▸ **Problem description**: Return the lines below exactly as they appear, please, starting with the first and ending with the one that contains "const INVOICE_DATE: &[&str]".

(Saved entries)
■ ■ ■
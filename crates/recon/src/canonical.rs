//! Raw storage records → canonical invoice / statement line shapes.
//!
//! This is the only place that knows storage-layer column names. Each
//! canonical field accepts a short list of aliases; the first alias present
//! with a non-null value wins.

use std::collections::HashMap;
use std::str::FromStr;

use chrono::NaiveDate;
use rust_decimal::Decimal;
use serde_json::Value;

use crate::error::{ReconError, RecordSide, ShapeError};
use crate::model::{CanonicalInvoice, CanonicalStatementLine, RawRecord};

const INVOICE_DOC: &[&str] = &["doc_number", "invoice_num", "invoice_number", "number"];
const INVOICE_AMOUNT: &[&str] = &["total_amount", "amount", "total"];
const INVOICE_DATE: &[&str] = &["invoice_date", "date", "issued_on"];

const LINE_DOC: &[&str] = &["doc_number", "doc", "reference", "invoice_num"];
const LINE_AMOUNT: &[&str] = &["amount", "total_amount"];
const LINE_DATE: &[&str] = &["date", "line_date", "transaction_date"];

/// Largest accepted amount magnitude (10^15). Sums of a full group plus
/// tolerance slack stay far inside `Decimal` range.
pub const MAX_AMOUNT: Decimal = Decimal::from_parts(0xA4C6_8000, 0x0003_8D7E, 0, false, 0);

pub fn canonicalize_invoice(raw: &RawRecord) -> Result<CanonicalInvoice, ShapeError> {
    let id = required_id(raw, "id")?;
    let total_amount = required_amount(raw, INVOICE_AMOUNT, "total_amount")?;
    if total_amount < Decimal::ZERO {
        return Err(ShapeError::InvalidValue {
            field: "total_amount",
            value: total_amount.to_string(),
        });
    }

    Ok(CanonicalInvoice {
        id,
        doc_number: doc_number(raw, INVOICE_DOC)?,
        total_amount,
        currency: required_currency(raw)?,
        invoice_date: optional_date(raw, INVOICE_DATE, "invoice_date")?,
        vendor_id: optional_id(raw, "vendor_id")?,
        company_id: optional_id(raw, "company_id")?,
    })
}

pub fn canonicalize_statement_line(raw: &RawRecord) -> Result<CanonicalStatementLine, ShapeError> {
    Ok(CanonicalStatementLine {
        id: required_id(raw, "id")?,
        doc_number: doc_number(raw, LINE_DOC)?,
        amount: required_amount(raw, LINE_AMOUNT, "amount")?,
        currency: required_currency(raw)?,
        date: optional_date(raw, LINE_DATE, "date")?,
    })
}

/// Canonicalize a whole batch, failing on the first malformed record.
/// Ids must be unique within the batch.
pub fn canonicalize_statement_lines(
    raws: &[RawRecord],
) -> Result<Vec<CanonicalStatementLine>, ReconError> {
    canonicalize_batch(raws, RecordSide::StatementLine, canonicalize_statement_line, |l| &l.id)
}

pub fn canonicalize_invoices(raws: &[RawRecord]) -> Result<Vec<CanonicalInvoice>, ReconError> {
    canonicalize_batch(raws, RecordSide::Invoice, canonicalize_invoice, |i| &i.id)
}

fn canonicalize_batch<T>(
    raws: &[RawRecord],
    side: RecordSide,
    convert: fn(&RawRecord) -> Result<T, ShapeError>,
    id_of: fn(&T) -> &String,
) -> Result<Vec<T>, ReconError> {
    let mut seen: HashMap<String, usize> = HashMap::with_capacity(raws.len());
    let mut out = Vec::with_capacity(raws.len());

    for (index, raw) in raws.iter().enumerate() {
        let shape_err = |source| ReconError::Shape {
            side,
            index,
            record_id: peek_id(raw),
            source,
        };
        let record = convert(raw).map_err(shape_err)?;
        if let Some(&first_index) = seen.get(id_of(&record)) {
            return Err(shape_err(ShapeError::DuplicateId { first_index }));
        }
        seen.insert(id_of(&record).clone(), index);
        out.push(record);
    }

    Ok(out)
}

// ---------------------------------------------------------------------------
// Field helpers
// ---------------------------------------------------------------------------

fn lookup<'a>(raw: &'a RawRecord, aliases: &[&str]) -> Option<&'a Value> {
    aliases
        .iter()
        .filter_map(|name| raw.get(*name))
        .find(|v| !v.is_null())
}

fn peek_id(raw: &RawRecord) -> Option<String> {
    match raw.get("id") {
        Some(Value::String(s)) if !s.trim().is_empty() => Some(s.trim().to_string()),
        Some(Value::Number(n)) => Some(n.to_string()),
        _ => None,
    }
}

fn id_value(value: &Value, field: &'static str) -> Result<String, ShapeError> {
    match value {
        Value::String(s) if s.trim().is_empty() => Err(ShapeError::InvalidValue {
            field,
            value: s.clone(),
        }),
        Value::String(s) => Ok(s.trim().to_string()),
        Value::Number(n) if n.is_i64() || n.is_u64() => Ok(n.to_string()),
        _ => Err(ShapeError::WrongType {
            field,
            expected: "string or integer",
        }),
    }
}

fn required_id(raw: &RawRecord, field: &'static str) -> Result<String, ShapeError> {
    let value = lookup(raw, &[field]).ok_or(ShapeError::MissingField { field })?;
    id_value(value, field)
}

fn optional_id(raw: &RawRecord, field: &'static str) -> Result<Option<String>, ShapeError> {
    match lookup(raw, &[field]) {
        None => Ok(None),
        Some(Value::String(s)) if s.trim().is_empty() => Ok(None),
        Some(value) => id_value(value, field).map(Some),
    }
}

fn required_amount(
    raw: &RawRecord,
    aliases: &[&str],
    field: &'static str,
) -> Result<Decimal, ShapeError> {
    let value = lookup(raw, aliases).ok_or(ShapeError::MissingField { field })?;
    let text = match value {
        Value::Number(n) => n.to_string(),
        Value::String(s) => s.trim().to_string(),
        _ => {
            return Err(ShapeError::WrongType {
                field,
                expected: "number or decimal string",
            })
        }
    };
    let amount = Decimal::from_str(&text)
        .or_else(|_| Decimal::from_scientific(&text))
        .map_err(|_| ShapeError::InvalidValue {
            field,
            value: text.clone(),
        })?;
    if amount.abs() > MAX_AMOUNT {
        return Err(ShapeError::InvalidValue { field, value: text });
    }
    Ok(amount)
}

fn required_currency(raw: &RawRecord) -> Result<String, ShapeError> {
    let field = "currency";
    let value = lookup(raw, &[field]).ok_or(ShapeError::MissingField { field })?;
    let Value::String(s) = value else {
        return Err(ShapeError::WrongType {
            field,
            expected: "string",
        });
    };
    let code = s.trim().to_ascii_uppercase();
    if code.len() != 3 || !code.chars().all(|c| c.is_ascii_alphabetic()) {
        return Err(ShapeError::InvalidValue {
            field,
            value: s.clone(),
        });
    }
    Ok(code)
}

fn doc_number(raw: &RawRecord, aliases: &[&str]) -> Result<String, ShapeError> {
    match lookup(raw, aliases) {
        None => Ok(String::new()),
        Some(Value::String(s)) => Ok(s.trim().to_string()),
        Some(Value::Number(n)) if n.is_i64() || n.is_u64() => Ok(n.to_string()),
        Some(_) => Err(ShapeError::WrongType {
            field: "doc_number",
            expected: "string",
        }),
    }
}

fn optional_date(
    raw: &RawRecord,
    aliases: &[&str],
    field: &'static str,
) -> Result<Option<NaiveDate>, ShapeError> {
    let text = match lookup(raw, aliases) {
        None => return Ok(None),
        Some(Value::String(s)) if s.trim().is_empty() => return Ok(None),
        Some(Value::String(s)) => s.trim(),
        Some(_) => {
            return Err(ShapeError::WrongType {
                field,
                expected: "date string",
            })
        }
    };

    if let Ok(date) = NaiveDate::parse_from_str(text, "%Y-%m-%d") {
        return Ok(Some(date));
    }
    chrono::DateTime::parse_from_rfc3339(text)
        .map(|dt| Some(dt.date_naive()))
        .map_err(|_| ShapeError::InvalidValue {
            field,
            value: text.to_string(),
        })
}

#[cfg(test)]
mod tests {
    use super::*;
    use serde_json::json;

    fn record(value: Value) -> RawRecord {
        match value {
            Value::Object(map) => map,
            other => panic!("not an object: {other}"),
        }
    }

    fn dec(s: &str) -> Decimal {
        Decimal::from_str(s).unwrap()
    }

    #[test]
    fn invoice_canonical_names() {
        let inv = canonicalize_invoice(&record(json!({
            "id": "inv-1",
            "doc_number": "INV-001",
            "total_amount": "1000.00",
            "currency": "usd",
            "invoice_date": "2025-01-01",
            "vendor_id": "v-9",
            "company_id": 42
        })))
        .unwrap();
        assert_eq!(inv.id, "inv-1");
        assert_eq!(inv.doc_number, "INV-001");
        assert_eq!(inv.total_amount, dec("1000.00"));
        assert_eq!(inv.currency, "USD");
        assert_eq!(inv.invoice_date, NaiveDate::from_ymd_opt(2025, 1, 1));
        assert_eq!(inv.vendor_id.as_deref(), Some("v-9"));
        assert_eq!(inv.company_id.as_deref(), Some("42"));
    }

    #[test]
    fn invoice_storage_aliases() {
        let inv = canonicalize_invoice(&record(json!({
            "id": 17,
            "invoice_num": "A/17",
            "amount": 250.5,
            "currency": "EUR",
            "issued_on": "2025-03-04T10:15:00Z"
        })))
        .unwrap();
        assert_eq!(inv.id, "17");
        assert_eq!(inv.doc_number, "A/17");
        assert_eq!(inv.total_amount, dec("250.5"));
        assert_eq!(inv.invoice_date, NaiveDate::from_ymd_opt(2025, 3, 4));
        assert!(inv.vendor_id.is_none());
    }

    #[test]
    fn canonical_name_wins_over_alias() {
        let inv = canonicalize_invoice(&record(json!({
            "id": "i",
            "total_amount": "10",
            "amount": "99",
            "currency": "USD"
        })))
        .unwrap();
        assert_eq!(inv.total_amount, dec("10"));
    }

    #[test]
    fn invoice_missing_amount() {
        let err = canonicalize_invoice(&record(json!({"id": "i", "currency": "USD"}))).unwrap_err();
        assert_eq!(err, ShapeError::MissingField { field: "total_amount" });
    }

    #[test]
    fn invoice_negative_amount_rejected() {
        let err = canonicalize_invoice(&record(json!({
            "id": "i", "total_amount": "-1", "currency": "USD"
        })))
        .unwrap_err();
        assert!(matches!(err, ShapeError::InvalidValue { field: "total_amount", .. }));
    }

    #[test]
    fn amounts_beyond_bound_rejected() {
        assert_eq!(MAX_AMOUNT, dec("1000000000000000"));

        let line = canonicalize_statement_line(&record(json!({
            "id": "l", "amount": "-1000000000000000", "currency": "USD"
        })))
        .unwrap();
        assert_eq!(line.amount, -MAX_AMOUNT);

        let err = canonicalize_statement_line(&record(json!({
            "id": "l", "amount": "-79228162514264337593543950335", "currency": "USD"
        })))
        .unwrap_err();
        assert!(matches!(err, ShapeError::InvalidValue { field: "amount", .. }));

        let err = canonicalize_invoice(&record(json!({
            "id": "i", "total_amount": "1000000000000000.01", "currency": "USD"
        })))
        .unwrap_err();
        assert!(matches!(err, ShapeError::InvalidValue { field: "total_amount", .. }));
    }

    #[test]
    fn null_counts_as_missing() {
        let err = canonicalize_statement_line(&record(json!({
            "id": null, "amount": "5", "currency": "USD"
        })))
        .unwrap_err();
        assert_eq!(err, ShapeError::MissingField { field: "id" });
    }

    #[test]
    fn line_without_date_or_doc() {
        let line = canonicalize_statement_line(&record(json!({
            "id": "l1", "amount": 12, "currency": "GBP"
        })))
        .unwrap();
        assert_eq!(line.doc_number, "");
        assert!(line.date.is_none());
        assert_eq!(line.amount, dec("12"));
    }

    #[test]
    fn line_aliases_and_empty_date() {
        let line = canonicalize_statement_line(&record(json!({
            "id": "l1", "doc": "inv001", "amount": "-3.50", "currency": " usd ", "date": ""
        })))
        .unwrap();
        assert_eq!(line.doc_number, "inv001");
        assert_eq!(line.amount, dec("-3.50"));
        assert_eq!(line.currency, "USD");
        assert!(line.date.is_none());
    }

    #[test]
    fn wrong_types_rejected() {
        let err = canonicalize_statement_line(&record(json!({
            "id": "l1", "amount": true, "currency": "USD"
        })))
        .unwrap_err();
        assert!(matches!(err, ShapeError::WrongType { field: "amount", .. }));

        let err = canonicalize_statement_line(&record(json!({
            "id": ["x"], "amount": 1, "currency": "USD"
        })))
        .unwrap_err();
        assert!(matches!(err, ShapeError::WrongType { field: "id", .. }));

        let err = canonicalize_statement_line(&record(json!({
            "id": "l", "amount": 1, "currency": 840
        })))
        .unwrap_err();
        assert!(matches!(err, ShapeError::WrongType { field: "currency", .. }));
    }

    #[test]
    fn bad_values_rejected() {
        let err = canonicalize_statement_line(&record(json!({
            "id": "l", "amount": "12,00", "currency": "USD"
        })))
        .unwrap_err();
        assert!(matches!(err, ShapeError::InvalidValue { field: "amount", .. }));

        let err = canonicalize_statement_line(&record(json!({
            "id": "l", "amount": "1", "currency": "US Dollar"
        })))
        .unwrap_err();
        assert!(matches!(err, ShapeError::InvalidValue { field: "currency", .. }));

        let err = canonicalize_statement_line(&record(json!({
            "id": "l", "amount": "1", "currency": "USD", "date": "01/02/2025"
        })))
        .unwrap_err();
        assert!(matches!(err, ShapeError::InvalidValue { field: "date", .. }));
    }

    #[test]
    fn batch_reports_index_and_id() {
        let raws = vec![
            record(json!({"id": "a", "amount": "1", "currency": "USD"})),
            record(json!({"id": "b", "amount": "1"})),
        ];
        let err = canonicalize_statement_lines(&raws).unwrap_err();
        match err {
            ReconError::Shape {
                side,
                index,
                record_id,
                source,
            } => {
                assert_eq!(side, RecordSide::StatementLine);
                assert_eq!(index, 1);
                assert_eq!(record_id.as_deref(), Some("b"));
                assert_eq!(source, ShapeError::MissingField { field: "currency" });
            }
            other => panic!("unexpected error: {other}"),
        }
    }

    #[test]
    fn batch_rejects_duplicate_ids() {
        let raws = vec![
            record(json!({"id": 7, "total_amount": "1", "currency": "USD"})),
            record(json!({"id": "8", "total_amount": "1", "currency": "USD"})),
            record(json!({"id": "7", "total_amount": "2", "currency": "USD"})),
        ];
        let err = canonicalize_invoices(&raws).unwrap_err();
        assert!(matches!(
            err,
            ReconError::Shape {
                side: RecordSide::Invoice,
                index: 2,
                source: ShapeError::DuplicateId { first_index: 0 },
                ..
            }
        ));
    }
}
■ ■ ■
▸ **Answer to this problem**:
filename crates/recon/src/canonical.rs
//! Raw storage records → canonical invoice / statement line shapes.
//!
//! This is the only place that knows storage-layer column names. Each
//! canonical field accepts a short list of aliases; the first alias present
//! with a non-null value wins.

use std::collections::HashMap;
use std::str::FromStr;

use chrono::NaiveDate;
use rust_decimal::Decimal;
use serde_json::Value;

use crate::error::{ReconError, RecordSide, ShapeError};
use crate::model::{CanonicalInvoice, CanonicalStatementLine, RawRecord};

const INVOICE_DOC: &[&str] = &["doc_number", "invoice_num", "invoice_number", "number"];
const INVOICE_AMOUNT: &[&str] = &["total_amount", "amount", "total"];
const INVOICE_DATE: &[&str] = &["invoice_date", "date", "issued_on"];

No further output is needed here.